= Exercise materials =
****
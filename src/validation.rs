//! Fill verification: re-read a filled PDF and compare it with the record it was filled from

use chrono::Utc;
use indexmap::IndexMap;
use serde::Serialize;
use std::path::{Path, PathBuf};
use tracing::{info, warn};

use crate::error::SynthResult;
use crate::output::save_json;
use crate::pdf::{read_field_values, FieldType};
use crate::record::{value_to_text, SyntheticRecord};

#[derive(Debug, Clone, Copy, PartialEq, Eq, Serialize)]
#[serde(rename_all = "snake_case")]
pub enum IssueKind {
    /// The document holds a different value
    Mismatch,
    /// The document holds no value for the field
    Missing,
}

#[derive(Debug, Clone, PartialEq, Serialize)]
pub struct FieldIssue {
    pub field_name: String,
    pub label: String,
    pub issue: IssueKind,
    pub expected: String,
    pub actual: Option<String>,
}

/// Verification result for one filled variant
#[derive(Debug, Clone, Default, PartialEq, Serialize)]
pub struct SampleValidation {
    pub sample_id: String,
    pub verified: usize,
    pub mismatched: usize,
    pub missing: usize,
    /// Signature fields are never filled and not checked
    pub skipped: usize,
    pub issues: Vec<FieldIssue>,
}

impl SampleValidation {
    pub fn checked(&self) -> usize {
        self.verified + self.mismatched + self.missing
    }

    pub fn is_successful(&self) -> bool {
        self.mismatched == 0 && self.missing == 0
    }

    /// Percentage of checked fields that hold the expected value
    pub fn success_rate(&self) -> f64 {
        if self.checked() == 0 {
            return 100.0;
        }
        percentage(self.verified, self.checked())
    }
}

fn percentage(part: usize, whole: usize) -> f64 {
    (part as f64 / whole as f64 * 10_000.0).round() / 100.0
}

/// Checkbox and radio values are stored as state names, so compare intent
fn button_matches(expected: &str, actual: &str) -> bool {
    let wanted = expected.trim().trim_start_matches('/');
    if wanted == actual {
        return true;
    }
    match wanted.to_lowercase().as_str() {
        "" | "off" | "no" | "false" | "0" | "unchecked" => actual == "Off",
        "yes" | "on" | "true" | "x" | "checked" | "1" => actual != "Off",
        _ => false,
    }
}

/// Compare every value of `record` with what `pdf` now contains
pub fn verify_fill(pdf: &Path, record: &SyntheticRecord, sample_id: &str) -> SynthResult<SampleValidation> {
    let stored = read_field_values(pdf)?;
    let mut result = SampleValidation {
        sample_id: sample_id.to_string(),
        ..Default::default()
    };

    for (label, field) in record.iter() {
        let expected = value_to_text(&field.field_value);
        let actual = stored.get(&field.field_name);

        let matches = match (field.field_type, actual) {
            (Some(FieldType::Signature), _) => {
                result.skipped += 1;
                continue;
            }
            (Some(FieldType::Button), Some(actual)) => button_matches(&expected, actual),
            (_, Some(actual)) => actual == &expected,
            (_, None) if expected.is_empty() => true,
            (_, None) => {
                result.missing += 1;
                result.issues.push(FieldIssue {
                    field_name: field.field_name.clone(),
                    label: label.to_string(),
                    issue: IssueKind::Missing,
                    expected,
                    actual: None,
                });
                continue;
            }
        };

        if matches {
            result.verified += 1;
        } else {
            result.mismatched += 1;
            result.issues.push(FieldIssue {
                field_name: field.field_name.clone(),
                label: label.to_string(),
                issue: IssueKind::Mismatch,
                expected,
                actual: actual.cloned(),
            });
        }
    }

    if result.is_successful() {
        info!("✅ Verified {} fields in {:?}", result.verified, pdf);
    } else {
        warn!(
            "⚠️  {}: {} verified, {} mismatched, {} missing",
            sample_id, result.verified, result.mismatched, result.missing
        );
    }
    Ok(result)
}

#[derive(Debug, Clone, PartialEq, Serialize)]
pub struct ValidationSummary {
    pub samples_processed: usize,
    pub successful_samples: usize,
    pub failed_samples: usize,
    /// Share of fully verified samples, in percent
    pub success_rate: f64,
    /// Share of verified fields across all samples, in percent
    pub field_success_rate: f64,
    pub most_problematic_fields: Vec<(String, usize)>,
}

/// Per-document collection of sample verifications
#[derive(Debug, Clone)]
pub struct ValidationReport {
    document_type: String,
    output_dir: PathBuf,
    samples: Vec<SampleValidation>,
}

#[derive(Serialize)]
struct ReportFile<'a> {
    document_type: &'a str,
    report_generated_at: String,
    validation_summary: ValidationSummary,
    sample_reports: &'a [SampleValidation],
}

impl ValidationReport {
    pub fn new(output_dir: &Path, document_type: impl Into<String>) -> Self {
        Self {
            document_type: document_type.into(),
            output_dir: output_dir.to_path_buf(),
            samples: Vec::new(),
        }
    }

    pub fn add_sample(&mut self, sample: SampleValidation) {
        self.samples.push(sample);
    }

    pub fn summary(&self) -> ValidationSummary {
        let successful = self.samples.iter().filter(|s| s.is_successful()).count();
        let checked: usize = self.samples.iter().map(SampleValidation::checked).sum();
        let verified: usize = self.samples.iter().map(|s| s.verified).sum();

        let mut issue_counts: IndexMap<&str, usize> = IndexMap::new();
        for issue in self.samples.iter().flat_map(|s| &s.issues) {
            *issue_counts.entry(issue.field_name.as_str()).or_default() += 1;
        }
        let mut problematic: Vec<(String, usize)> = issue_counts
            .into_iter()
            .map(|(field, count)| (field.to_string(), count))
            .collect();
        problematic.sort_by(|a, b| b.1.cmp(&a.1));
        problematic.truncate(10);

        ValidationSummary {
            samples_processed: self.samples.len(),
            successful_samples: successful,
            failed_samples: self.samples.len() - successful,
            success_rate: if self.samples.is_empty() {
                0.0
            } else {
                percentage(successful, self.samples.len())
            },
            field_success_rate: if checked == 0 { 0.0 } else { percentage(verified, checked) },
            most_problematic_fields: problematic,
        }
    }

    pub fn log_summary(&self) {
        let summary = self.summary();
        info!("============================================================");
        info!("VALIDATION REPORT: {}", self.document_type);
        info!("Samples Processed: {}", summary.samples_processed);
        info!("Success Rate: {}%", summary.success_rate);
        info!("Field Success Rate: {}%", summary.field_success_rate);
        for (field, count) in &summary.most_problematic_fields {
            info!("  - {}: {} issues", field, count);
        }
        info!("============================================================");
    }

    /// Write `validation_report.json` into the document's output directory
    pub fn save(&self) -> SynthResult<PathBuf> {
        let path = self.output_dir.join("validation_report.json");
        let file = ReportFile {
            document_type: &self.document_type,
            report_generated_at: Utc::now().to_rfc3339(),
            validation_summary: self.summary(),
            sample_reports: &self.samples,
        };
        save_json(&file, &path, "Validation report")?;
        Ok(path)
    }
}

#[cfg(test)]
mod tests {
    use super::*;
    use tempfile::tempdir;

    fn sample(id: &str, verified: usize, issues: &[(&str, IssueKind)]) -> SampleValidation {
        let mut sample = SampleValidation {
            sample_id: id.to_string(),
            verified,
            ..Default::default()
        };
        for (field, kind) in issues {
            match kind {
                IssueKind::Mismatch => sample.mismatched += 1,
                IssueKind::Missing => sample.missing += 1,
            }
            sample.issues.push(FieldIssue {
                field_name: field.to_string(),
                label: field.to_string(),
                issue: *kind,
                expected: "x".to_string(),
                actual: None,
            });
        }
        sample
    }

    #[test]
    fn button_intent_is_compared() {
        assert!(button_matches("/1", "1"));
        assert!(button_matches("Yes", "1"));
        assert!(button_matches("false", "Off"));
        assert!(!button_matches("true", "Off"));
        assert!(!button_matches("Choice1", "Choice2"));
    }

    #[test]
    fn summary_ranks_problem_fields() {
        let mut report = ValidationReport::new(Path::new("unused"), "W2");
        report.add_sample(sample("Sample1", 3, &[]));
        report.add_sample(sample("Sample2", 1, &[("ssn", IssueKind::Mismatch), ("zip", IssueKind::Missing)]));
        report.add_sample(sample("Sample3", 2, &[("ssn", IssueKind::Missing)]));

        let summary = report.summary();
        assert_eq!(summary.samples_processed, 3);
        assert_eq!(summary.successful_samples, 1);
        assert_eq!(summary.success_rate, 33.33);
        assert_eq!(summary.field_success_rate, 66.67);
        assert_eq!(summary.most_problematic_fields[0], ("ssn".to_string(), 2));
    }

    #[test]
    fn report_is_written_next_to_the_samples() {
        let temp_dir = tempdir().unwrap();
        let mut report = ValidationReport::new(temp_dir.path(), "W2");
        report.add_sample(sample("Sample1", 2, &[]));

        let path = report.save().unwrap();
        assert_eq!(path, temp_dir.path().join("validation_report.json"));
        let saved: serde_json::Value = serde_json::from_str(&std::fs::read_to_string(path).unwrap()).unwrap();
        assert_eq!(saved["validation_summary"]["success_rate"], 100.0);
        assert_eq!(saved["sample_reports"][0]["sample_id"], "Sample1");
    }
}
****
Show me every line in the data above that includes "push".

= Answer section =
                result.issues.push(FieldIssue {
            result.issues.push(FieldIssue {
        self.samples.push(sample);
            sample.issues.push(FieldIssue {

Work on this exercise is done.